Storicamente, la narrativa romantica è sempre stata uno spazio in gran parte omogeneo, che racconta gli stessi tipi di storie scritte dagli stessi tipi di scrittori.

Il romanticismo vissuto attraverso una lente diversa raramente riceve lo stesso tipo di attenzione.

Ma cosa perdiamo quando poniamo dei limiti a chi può raccontare storie d’amore?

L’autrice di romanzi romantici Sareeta Domingo vuole creare spazio per diversi tipi di storie d’amore, raccontate da persone con diverse esperienze di vita.
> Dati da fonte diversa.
//! Fetch-pipeline value types.

use noetic_common::types::{OutputFormat, PageAction};
use std::collections::HashMap;
use std::time::Duration;

/// Immutable once built; the resolver and every fetcher read it, none
/// mutate it.
#[derive(Debug, Clone)]
pub struct FetchRequest {
    pub url: String,
    pub render_js: bool,
    pub timeout: Duration,
    pub wait_for_network_idle: bool,
    pub wait_for_selector: Option<String>,
    pub include_links: bool,
    pub include_images: bool,
    pub output_format: OutputFormat,
    pub headers: HashMap<String, String>,
    pub cookies: HashMap<String, String>,
    pub mobile: bool,
    pub skip_tls_verify: bool,
    pub screenshot: bool,
    pub actions: Vec<PageAction>,
}

impl FetchRequest {
    #[must_use]
    pub fn new(url: impl Into<String>) -> Self {
        Self {
            url: url.into(),
            render_js: false,
            timeout: Duration::from_secs(30),
            wait_for_network_idle: false,
            wait_for_selector: None,
            include_links: false,
            include_images: false,
            output_format: OutputFormat::Markdown,
            headers: HashMap::new(),
            cookies: HashMap::new(),
            mobile: false,
            skip_tls_verify: false,
            screenshot: false,
            actions: Vec::new(),
        }
    }
}

#[derive(Debug, Clone, Default)]
pub struct FetchResult {
    pub final_url: String,
    pub title: String,
    pub content: String,
    pub raw_html: String,
    pub links: Vec<String>,
    pub images: Vec<String>,
    pub word_count: usize,
    /// HTTP status; 0 signals a transport-level failure rather than a
    /// server response.
    pub status: u16,
    pub fetcher_used: String,
    pub elapsed: Duration,
    pub screenshot_base64: Option<String>,
    pub provider_meta: HashMap<String, String>,
}

impl FetchResult {
    #[must_use]
    pub fn transport_failure(fetcher_used: &str, elapsed: Duration) -> Self {
        Self {
            status: 0,
            fetcher_used: fetcher_used.to_string(),
            elapsed,
            ..Default::default()
        }
    }
}
use clap::Parser;
use noetic_cli::commands::{Cli, Commands, TransportArg};
use tracing_subscriber::EnvFilter;

#[tokio::main]
async fn main() -> anyhow::Result<()> {
    let cli = Cli::parse();

    // Fast-path commands resolve before any subsystem boots.
    match &cli.command {
        Commands::Version => {
            println!("noetic {}", env!("CARGO_PKG_VERSION"));
            return Ok(());
        }
        Commands::Completions { shell } => {
            noetic_cli::completions::generate(*shell);
            return Ok(());
        }
        _ => {}
    }

    tracing_subscriber::fmt().with_env_filter(EnvFilter::from_default_env()).init();

    if let Commands::Serve { transport, addr } = cli.command {
        let config = match cli.config {
            Some(path) => noetic_common::config::NoeticConfig::load(&path)?,
            None => noetic_common::config::NoeticConfig::default(),
        };
        let service = std::sync::Arc::new(noetic_core::NoeticService::start(config).await?);
        return match transport {
            TransportArg::Stdio => noetic_mcp::serve(&service).await,
            TransportArg::Http => noetic_api::ApiServer::new(service).run(&addr).await,
        };
    }

    noetic_cli::oneshot::run(cli.config.as_deref(), cli.namespace.as_deref(), cli.command).await
}
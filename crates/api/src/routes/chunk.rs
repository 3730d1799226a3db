use crate::errors::ApiError;
use crate::server::{resolve_namespace, AppState};
use axum::extract::{Query, State};
use axum::http::HeaderMap;
use axum::Json;
use noetic_indexing::ChunkOutcome;
use serde::Deserialize;

use super::search::NamespaceQuery;

#[derive(Deserialize)]
pub struct ChunkBody {
    pub content: String,
    #[serde(default = "default_strategy")]
    pub strategy: String,
    #[serde(default = "default_max_chunk_size")]
    pub max_chunk_size: usize,
    #[serde(default = "default_overlap")]
    pub overlap: usize,
    pub source_url: Option<String>,
    pub namespace: Option<String>,
}

fn default_strategy() -> String {
    "sentence".to_string()
}

fn default_max_chunk_size() -> usize {
    1000
}

fn default_overlap() -> usize {
    100
}

pub async fn chunk(
    State(state): State<AppState>,
    Query(query): Query<NamespaceQuery>,
    headers: HeaderMap,
    Json(body): Json<ChunkBody>,
) -> Result<Json<ChunkOutcome>, ApiError> {
    let namespace = resolve_namespace(&state, body.namespace.as_deref(), query.namespace.as_deref(), &headers);
    let outcome = state
        .service
        .chunk
        .chunk(&body.content, &body.strategy, body.max_chunk_size, body.overlap, body.source_url.as_deref(), &namespace)
        .await?;
    Ok(Json(outcome))
}
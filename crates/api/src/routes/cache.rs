use crate::errors::ApiError;
use crate::server::{resolve_namespace, AppState};
use axum::extract::{Query, State};
use axum::http::HeaderMap;
use axum::Json;
use noetic_indexing::EvictionReport;
use noetic_storage::VectorMatch;
use serde::{Deserialize, Serialize};

use super::search::NamespaceQuery;

#[derive(Deserialize)]
pub struct CacheQueryBody {
    pub query: String,
    #[serde(default = "default_top_k")]
    pub top_k: usize,
    #[serde(default)]
    pub threshold: f32,
    pub namespace: Option<String>,
}

fn default_top_k() -> usize {
    10
}

pub async fn query(
    State(state): State<AppState>,
    Query(query_params): Query<NamespaceQuery>,
    headers: HeaderMap,
    Json(body): Json<CacheQueryBody>,
) -> Result<Json<Vec<VectorMatch>>, ApiError> {
    let namespace = resolve_namespace(&state, body.namespace.as_deref(), query_params.namespace.as_deref(), &headers);
    let matches = state.service.cache.query(&body.query, body.top_k, body.threshold, &namespace).await?;
    Ok(Json(matches))
}

pub async fn evict(State(state): State<AppState>) -> Result<Json<EvictionReport>, ApiError> {
    let report = state.service.eviction.run_eviction().await?;
    Ok(Json(report))
}

#[derive(Serialize)]
pub struct FlushResponse {
    pub removed: usize,
}

pub async fn flush(State(state): State<AppState>) -> Result<Json<FlushResponse>, ApiError> {
    let removed = state.service.eviction.flush_all().await?;
    Ok(Json(FlushResponse { removed }))
}

#[derive(Serialize)]
pub struct PromoteResponse {
    pub promoted: usize,
}

pub async fn promote(State(state): State<AppState>) -> Result<Json<PromoteResponse>, ApiError> {
    let promoted = state.service.store.promote().await?;
    Ok(Json(PromoteResponse { promoted }))
}
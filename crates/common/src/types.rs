//! Closed enumerations and small value types shared across crates.
//!
//! Treated as sum types throughout, not open hierarchies: `PageAction`,
//! `Freshness`, `SearchDepth`, `OutputFormat`, `ProxyKind`, `JobState`.

use serde::{Deserialize, Serialize};
use std::collections::HashMap;

/// Output format requested for extracted page content.
#[derive(Debug, Clone, Copy, PartialEq, Eq, Serialize, Deserialize)]
#[serde(rename_all = "snake_case")]
pub enum OutputFormat {
    Html,
    Text,
    Markdown,
}

impl Default for OutputFormat {
    fn default() -> Self {
        OutputFormat::Markdown
    }
}

/// Freshness constraint on a search request.
#[derive(Debug, Clone, Copy, PartialEq, Eq, Serialize, Deserialize)]
#[serde(rename_all = "snake_case")]
pub enum Freshness {
    None,
    Day,
    Week,
    Month,
    Year,
}

impl Default for Freshness {
    fn default() -> Self {
        Freshness::None
    }
}

/// Requested search depth; providers may not honour `Advanced`.
#[derive(Debug, Clone, Copy, PartialEq, Eq, Serialize, Deserialize)]
#[serde(rename_all = "snake_case")]
pub enum SearchDepth {
    Basic,
    Advanced,
}

impl Default for SearchDepth {
    fn default() -> Self {
        SearchDepth::Basic
    }
}

/// Proxy transport in front of the static/dynamic fetchers.
#[derive(Debug, Clone, Copy, PartialEq, Eq, Serialize, Deserialize)]
#[serde(rename_all = "snake_case")]
pub enum ProxyKind {
    None,
    Http,
    Socks4,
    Socks5,
}

impl Default for ProxyKind {
    fn default() -> Self {
        ProxyKind::None
    }
}

/// A single scripted interaction step for the dynamic fetcher.
#[derive(Debug, Clone, PartialEq, Serialize, Deserialize)]
#[serde(tag = "action", rename_all = "snake_case")]
pub enum PageAction {
    Click { selector: String },
    Type { selector: String, value: String },
    Scroll { pixels: i64 },
    Wait { ms: u64 },
    WaitForSelector { selector: String },
}

impl PageAction {
    /// Optional post-delay attached out-of-band by the caller (ms).
    #[must_use]
    pub fn kind(&self) -> &'static str {
        match self {
            PageAction::Click { .. } => "click",
            PageAction::Type { .. } => "type",
            PageAction::Scroll { .. } => "scroll",
            PageAction::Wait { .. } => "wait",
            PageAction::WaitForSelector { .. } => "wait_for_selector",
        }
    }
}

/// Explicit fetcher selection mode, or automatic resolution.
#[derive(Debug, Clone, PartialEq, Eq, Serialize, Deserialize)]
#[serde(rename_all = "snake_case")]
pub enum FetchMode {
    Auto,
    Named(String),
}

impl Default for FetchMode {
    fn default() -> Self {
        FetchMode::Auto
    }
}

impl FetchMode {
    #[must_use]
    pub fn as_str(&self) -> &str {
        match self {
            FetchMode::Auto => "auto",
            FetchMode::Named(name) => name,
        }
    }
}

/// Job lifecycle state for the async batch-crawl registry.
#[derive(Debug, Clone, Copy, PartialEq, Eq, Serialize, Deserialize)]
#[serde(rename_all = "snake_case")]
pub enum JobState {
    Pending,
    Running,
    Completed,
    Cancelled,
    Failed,
}

/// Embedding intent hint; local embedders are free to ignore it.
#[derive(Debug, Clone, Copy, PartialEq, Eq, Serialize, Deserialize)]
#[serde(rename_all = "snake_case")]
pub enum EmbeddingHint {
    Document,
    Query,
    Classification,
    Clustering,
}

/// Entry-type tag; drives TTL class selection in the eviction policy.
pub type EntryType = String;

pub const ENTRY_TYPE_SEARCH_RESULT: &str = "search_result";
pub const ENTRY_TYPE_QUERY_CACHE: &str = "query_cache";
pub const ENTRY_TYPE_CRAWL_CHUNK: &str = "crawl_chunk";

pub const DEFAULT_NAMESPACE: &str = "default";

/// Conjunction of equality constraints over metadata, plus optional
/// `createdAt` epoch bounds. Shared by search and eviction.
#[derive(Debug, Clone, Default, Serialize, Deserialize)]
pub struct MetadataFilter {
    pub equals: HashMap<String, String>,
    pub entry_type: Option<String>,
    pub created_after: Option<i64>,
    pub created_before: Option<i64>,
}

impl MetadataFilter {
    #[must_use]
    pub fn new() -> Self {
        Self::default()
    }

    #[must_use]
    pub fn with_entry_type(mut self, entry_type: impl Into<String>) -> Self {
        self.entry_type = Some(entry_type.into());
        self
    }

    #[must_use]
    pub fn with_created_before(mut self, epoch: i64) -> Self {
        self.created_before = Some(epoch);
        self
    }

    #[must_use]
    pub fn with_created_after(mut self, epoch: i64) -> Self {
        self.created_after = Some(epoch);
        self
    }

    #[must_use]
    pub fn with_equals(mut self, key: impl Into<String>, value: impl Into<String>) -> Self {
        self.equals.insert(key.into(), value.into());
        self
    }
}
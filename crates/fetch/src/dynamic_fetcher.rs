//! `DynamicFetcher`: headless-browser rendering via a pooled Chromium
//! instance, falling back to the static path when no browser binary is
//! available.

use crate::browser_pool::BrowserPool;
use crate::extractor::ContentExtractor;
use crate::fetcher::Fetcher;
use crate::static_fetcher::StaticFetcher;
use crate::types::{FetchRequest, FetchResult};
use async_trait::async_trait;
use base64::Engine;
use chromiumoxide::cdp::browser_protocol::page::ScreenshotFormat;
use chromiumoxide::page::ScreenshotParams;
use noetic_common::types::PageAction;
use noetic_common::Result;
use std::path::Path;
use std::sync::Arc;
use std::time::{Duration, Instant};
use tracing::{instrument, warn};

const STEALTH_SCRIPT: &str = "Object.defineProperty(navigator, 'webdriver', { get: () => undefined });";

pub struct DynamicFetcher {
    pool: Arc<BrowserPool>,
    fallback: StaticFetcher,
    available: bool,
}

impl DynamicFetcher {
    #[must_use]
    pub fn new(pool: Arc<BrowserPool>, fallback: StaticFetcher, chromium_path: Option<&str>) -> Self {
        Self { pool, fallback, available: detect_browser_binary(chromium_path).is_some() }
    }
}

fn detect_browser_binary(explicit: Option<&str>) -> Option<String> {
    if let Some(path) = explicit {
        if Path::new(path).exists() {
            return Some(path.to_string());
        }
    }
    const WELL_KNOWN: &[&str] = &[
        "/Applications/Google Chrome.app/Contents/MacOS/Google Chrome",
        "/usr/bin/google-chrome",
        "/usr/bin/google-chrome-stable",
        "/usr/bin/chromium",
        "/usr/bin/chromium-browser",
    ];
    for candidate in WELL_KNOWN {
        if Path::new(candidate).exists() {
            return Some((*candidate).to_string());
        }
    }
    which_chromium()
}

fn which_chromium() -> Option<String> {
    for name in ["google-chrome", "chromium", "chromium-browser"] {
        if let Ok(output) = std::process::Command::new("which").arg(name).output() {
            if output.status.success() {
                let path = String::from_utf8_lossy(&output.stdout).trim().to_string();
                if !path.is_empty() {
                    return Some(path);
                }
            }
        }
    }
    None
}

#[async_trait]
impl Fetcher for DynamicFetcher {
    fn name(&self) -> &'static str {
        "dynamic"
    }

    fn supports(&self, _request: &FetchRequest) -> bool {
        true
    }

    #[instrument(skip(self, request), fields(url = %request.url))]
    async fn fetch(&self, request: &FetchRequest) -> Result<FetchResult> {
        if !self.available {
            warn!("no chromium binary detected, falling back to static fetch");
            return self.fallback.fetch(request).await;
        }

        let started = Instant::now();
        let pooled = self.pool.acquire(request.timeout).await?;
        let mut healthy = true;

        let outcome = self.render(&pooled.browser, request, started).await;
        let result = match outcome {
            Ok(result) => result,
            Err(e) => {
                warn!(error = %e, "dynamic render failed, falling back to static fetch");
                healthy = false;
                self.pool.release(pooled, healthy).await;
                return self.fallback.fetch(request).await;
            }
        };

        self.pool.release(pooled, healthy).await;
        Ok(result)
    }
}

impl DynamicFetcher {
    async fn render(&self, browser: &chromiumoxide::Browser, request: &FetchRequest, started: Instant) -> Result<FetchResult> {
        let page = browser
            .new_page("about:blank")
            .await
            .map_err(|e| noetic_common::Error::ProviderUnavailable(format!("new page: {e}")))?;

        if request.mobile {
            let _ = page
                .set_viewport(chromiumoxide::page::Viewport { width: 390, height: 844, device_scale_factor: Some(2.0), ..Default::default() })
                .await;
        }
        if !request.headers.is_empty() {
            let _ = page.set_extra_headers(request.headers.clone()).await;
        }
        let _ = page.evaluate_on_new_document(STEALTH_SCRIPT).await;

        page.goto(&request.url).await.map_err(|e| noetic_common::Error::FetchFailure(format!("navigate failed: {e}")))?;

        // `wait_for_network_idle` selects the navigation-wait condition upstream
        // in chromiumoxide's page config; both paths settle on the same
        // navigation future here.
        let _ = tokio::time::timeout(request.timeout, page.wait_for_navigation()).await;

        if let Some(selector) = &request.wait_for_selector {
            let _ = tokio::time::timeout(request.timeout, page.find_element(selector)).await;
        }

        for action in &request.actions {
            if let Err(e) = apply_action(&page, action).await {
                warn!(error = %e, action = action.kind(), "page action failed");
            }
        }

        let screenshot_base64 = if request.screenshot {
            page.screenshot(ScreenshotParams::builder().format(ScreenshotFormat::Png).build())
                .await
                .ok()
                .map(|bytes| base64::engine::general_purpose::STANDARD.encode(bytes))
        } else {
            None
        };

        let html = page
            .content()
            .await
            .map_err(|e| noetic_common::Error::FetchFailure(format!("content read failed: {e}")))?;
        let final_url = page.url().await.ok().flatten().unwrap_or_else(|| request.url.clone());
        let _ = page.close().await;

        let extracted = ContentExtractor::extract(&html, &final_url, request.output_format, request.include_links, request.include_images);

        Ok(FetchResult {
            final_url,
            title: extracted.title,
            content: extracted.content,
            raw_html: html,
            links: extracted.links,
            images: extracted.images,
            word_count: extracted.word_count,
            status: 200,
            fetcher_used: "dynamic".to_string(),
            elapsed: started.elapsed(),
            screenshot_base64,
            provider_meta: Default::default(),
        })
    }
}

async fn apply_action(page: &chromiumoxide::Page, action: &PageAction) -> Result<()> {
    match action {
        PageAction::Click { selector } => {
            let element = page.find_element(selector).await.map_err(|e| noetic_common::Error::FetchFailure(e.to_string()))?;
            element.click().await.map_err(|e| noetic_common::Error::FetchFailure(e.to_string()))?;
        }
        PageAction::Type { selector, value } => {
            let element = page.find_element(selector).await.map_err(|e| noetic_common::Error::FetchFailure(e.to_string()))?;
            element.type_str(value).await.map_err(|e| noetic_common::Error::FetchFailure(e.to_string()))?;
        }
        PageAction::Scroll { pixels } => {
            let script = format!("window.scrollBy(0, {pixels});");
            page.evaluate(script).await.map_err(|e| noetic_common::Error::FetchFailure(e.to_string()))?;
        }
        PageAction::Wait { ms } => {
            tokio::time::sleep(Duration::from_millis(*ms)).await;
        }
        PageAction::WaitForSelector { selector } => {
            page.find_element(selector).await.map_err(|e| noetic_common::Error::FetchFailure(e.to_string()))?;
        }
    }
    Ok(())
}
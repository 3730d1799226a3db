//! `MapService`: BFS link crawl constrained to the start URL's host.

use crate::crawl_service::CrawlService;
use noetic_common::types::FetchMode;
use noetic_common::{Error, Result};
use regex::Regex;
use std::collections::{HashSet, VecDeque};
use std::sync::Arc;
use std::time::Duration;
use tracing::{debug, instrument};
use url::Url;

const SHORT_TIMEOUT: Duration = Duration::from_secs(8);

pub struct MapService {
    crawl: Arc<CrawlService>,
}

impl MapService {
    #[must_use]
    pub fn new(crawl: Arc<CrawlService>) -> Self {
        Self { crawl }
    }

    #[instrument(skip(self), fields(start_url, max_depth, max_urls))]
    pub async fn map(&self, start_url: &str, max_depth: u32, max_urls: usize, path_filter: Option<&str>) -> Result<Vec<String>> {
        let filter = path_filter.map(Regex::new).transpose().map_err(|e| Error::InvalidInput(format!("invalid pathFilter: {e}")))?;

        let start = Url::parse(start_url).map_err(|e| Error::InvalidInput(format!("invalid startUrl: {e}")))?;
        let host = start.host_str().ok_or_else(|| Error::InvalidInput("startUrl has no host".to_string()))?.to_string();

        let mut visited: HashSet<String> = HashSet::new();
        let mut ordered: Vec<String> = Vec::new();
        let mut queue: VecDeque<(String, u32)> = VecDeque::new();
        queue.push_back((start.to_string(), 0));

        while let Some((url, depth)) = queue.pop_front() {
            if visited.len() >= max_urls {
                break;
            }
            if visited.contains(&url) {
                continue;
            }
            if depth > max_depth {
                continue;
            }
            visited.insert(url.clone());

            if filter.as_ref().map_or(true, |re| re.is_match(&url)) {
                ordered.push(url.clone());
            }

            if depth < max_depth {
                if let Ok(result) = self.crawl.crawl_with_timeout(&url, &FetchMode::Auto, SHORT_TIMEOUT).await {
                    for link in extract_links_same_host(&result.raw_html, &url, &host) {
                        if !visited.contains(&link) {
                            queue.push_back((link, depth + 1));
                        }
                    }
                } else {
                    debug!(url, "map crawl step failed, skipping links");
                }
            }
        }

        ordered.truncate(max_urls);
        Ok(ordered)
    }
}

fn extract_links_same_host(html: &str, base_url: &str, host: &str) -> Vec<String> {
    let document = scraper::Html::parse_document(html);
    let selector = scraper::Selector::parse("a[href]").unwrap();
    let base = Url::parse(base_url).ok();

    let mut seen = HashSet::new();
    let mut links = Vec::new();
    for el in document.select(&selector) {
        let Some(href) = el.value().attr("href") else { continue };
        let Some(resolved) = base.as_ref().and_then(|b| b.join(href).ok()) else { continue };
        if resolved.host_str() != Some(host) {
            continue;
        }
        let mut stripped = resolved.clone();
        stripped.set_fragment(None);
        stripped.set_query(None);
        let normalized = stripped.to_string();
        if seen.insert(normalized.clone()) {
            links.push(normalized);
        }
    }
    links
}

#[cfg(test)]
mod tests {
    use super::*;

    #[test]
    fn strips_query_and_fragment_and_keeps_same_host_only() {
        let html = r#"<a href="/a?x=1#frag">a</a><a href="https://other.com/b">b</a>"#;
        let links = extract_links_same_host(html, "https://example.com/", "example.com");
        assert_eq!(links, vec!["https://example.com/a".to_string()]);
    }
}
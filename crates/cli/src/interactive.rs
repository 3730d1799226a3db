use noetic_core::NoeticService;
use noetic_search::types::SearchRequest;
use rustyline::DefaultEditor;

pub async fn run(service: &NoeticService, namespace: &str) -> anyhow::Result<()> {
    let mut rl = DefaultEditor::new()?;

    println!("noetic-cache interactive mode, namespace={namespace}");
    println!("type a query, or 'exit'");

    loop {
        let readline = rl.readline("noetic> ");
        match readline {
            Ok(line) => {
                let line = line.trim();
                if line.is_empty() {
                    continue;
                }
                if line == "exit" {
                    break;
                }
                rl.add_history_entry(line)?;
                if let Err(e) = process_query(service, namespace, line).await {
                    eprintln!("error: {e}");
                }
            }
            Err(_) => break,
        }
    }

    Ok(())
}

async fn process_query(service: &NoeticService, namespace: &str, query: &str) -> anyhow::Result<()> {
    let request = SearchRequest::new(query);
    let response = service.web_search.search(&request, namespace).await?;
    println!("{}", serde_json::to_string_pretty(&response)?);
    Ok(())
}
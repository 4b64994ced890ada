//! Tracing subscriber setup.

use std::fs::OpenOptions;
use std::sync::Mutex;

use anyhow::{Context, Result};
use tracing_subscriber::{layer::SubscriberExt, util::SubscriberInitExt, EnvFilter, Layer, Registry};

use scenefetch_core::{LogFormat, LoggingConfig};

type BoxedLayer = Box<dyn Layer<Registry> + Send + Sync>;

/// Installs the global subscriber: stdout in the configured format, plus an optional
/// plain-text log file. `RUST_LOG` takes precedence over `logging.level`.
pub fn init(config: &LoggingConfig) -> Result<()> {
    let filter = EnvFilter::try_from_default_env()
        .or_else(|_| EnvFilter::try_new(&config.level))
        .with_context(|| format!("Invalid log level {:?}", config.level))?;

    let mut layers: Vec<BoxedLayer> = vec![match config.format {
        LogFormat::Pretty => tracing_subscriber::fmt::layer().boxed(),
        LogFormat::Json => tracing_subscriber::fmt::layer().json().boxed(),
    }];

    if let Some(path) = &config.file {
        let file = OpenOptions::new()
            .create(true)
            .append(true)
            .open(path)
            .with_context(|| format!("Failed to open log file {:?}", path))?;
        layers.push(
            tracing_subscriber::fmt::layer()
                .with_ansi(false)
                .with_writer(Mutex::new(file))
                .boxed(),
        );
    }

    tracing_subscriber::registry()
        .with(layers)
        .with(filter)
        .try_init()
        .context("Failed to install tracing subscriber")?;

    Ok(())
}
//! In-memory ledger store for testing.

use std::path::PathBuf;
use std::sync::Mutex;

use crate::ledger::{Ledger, LedgerError, LedgerStore};

#[derive(Default)]
struct State {
    current: Option<Ledger>,
    saves: usize,
    fail_saves: bool,
    corrupt: bool,
}

/// Mock implementation of the LedgerStore trait.
///
/// `load` returns the last saved ledger (or the seeded one, or an empty ledger).
/// Saves can be made to fail and loads can be made to report corruption.
#[derive(Default)]
pub struct MemoryLedgerStore {
    state: Mutex<State>,
}

impl MemoryLedgerStore {
    pub fn new() -> Self {
        Self::default()
    }

    /// Sets what the next `load` returns, without counting as a save.
    pub fn seed(&self, ledger: Ledger) {
        self.state.lock().unwrap().current = Some(ledger);
    }

    /// The last successfully saved ledger.
    pub fn saved(&self) -> Option<Ledger> {
        let state = self.state.lock().unwrap();
        if state.saves == 0 {
            return None;
        }
        state.current.clone()
    }

    pub fn save_count(&self) -> usize {
        self.state.lock().unwrap().saves
    }

    pub fn fail_saves(&self, fail: bool) {
        self.state.lock().unwrap().fail_saves = fail;
    }

    /// Makes `load` report a corrupt ledger.
    pub fn corrupt(&self) {
        self.state.lock().unwrap().corrupt = true;
    }

    fn path() -> PathBuf {
        PathBuf::from("memory://ledger")
    }
}

impl LedgerStore for MemoryLedgerStore {
    fn load(&self) -> Result<Ledger, LedgerError> {
        let state = self.state.lock().unwrap();
        if state.corrupt {
            return Err(LedgerError::Corrupt {
                path: Self::path(),
                reason: "simulated corruption".to_string(),
            });
        }
        Ok(state.current.clone().unwrap_or_default())
    }

    fn save(&self, ledger: &Ledger) -> Result<(), LedgerError> {
        let mut state = self.state.lock().unwrap();
        if state.fail_saves {
            return Err(LedgerError::Write {
                path: Self::path(),
                source: std::io::Error::other("simulated write failure"),
            });
        }
        state.current = Some(ledger.clone());
        state.saves += 1;
        Ok(())
    }
}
Who's Loving You book cover

La sua raccolta di storie, intitolata Who’s Loving You, permette alle donne britanniche nere di esprimere senza vergogna romanticismo, desiderio e intimità, e i risultati sono meravigliosamente teneri, ricchi e profondamente commoventi.

L’amore è un diritto umano fondamentale ed è un’emozione umana fondamentale

dice Sareeta.

Sareeta Domingo (@SareetaD_HqnUK) | Twitter

Ogni essere umano al mondo si sforza di cercare e trovare una vera connessione con un’altra persona.

L’amore è fondamentale per la nostra umanità, quindi se non vediamo questo tipo di storie di donne nere, è pericoloso perché ci disumanizza.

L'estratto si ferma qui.